Potensi lainnya adalah perkebunan kakao, lada atau kedelai.
Komoditas
potensial lain yang sesungguhnya menyimpan potensi besar pengembangan
adalah perkebunan karet. Luas lahan karet di Kaltim dari tahun ke tahun
terus mengalami peningkatan. Ini menandakan minat masyarakat untuk
berkebun karet terus meningkat.
Bila pada 2009 luas lahan karet di seluruh wilayah kabupaten/kota di
Kaltim hanya sekitar 68.634 hektare, pada 2010 luasnya meningkat hingga
70.967 hektare. Dari jumlah tersebut tanaman yang sudah menghasilkan
adalah 33.914 hektare. Sedangkan tanaman berusia muda atau belum
menghasilkan seluas 29.143 hektare.
Tahun ini Pemprov Kaltim juga melemparkan program Perkebunan Inti Rakyat
(PIR) Swadaya untuk pengembangan komoditas karet 500 hektare.
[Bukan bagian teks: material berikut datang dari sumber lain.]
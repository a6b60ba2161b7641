use axum::Json;
use serde_json::{json, Value};

/// GET /
/// Returns the API version and a liveness message.
pub async fn root_handler() -> Json<Value> {
    Json(json!({
        "apiVersion": "v1.0",
        "status": "200",
        "message": "Career Hub API is up and running"
    }))
}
Program
tersebut meliputi pembiayaan land clearing, bantuan pupuk dan herbisida.
Hal yang sama akan dilanjutkan pada 2012.
Dengan peningkatan tersebut,
beberapa tahun ke depan, karet benar-benar menjelma menjadi salah satu
komoditas unggulan Kaltim.
Berdasarkan data Dinas Perkebunan Kaltim, produksi karet yang dihasilkan
dari kelompok tanaman produktif pada 2010 berjumlah 43.468 ton. Kutai
Barat menjadi kabupaten tertinggi penghasil karet dengan total produksi
31.604 ton dengan lahan menghasilkan seluas 22.181 hektare.
Hampir
seluruh kecamatan di kabupaten ini menjadi penghasil karet.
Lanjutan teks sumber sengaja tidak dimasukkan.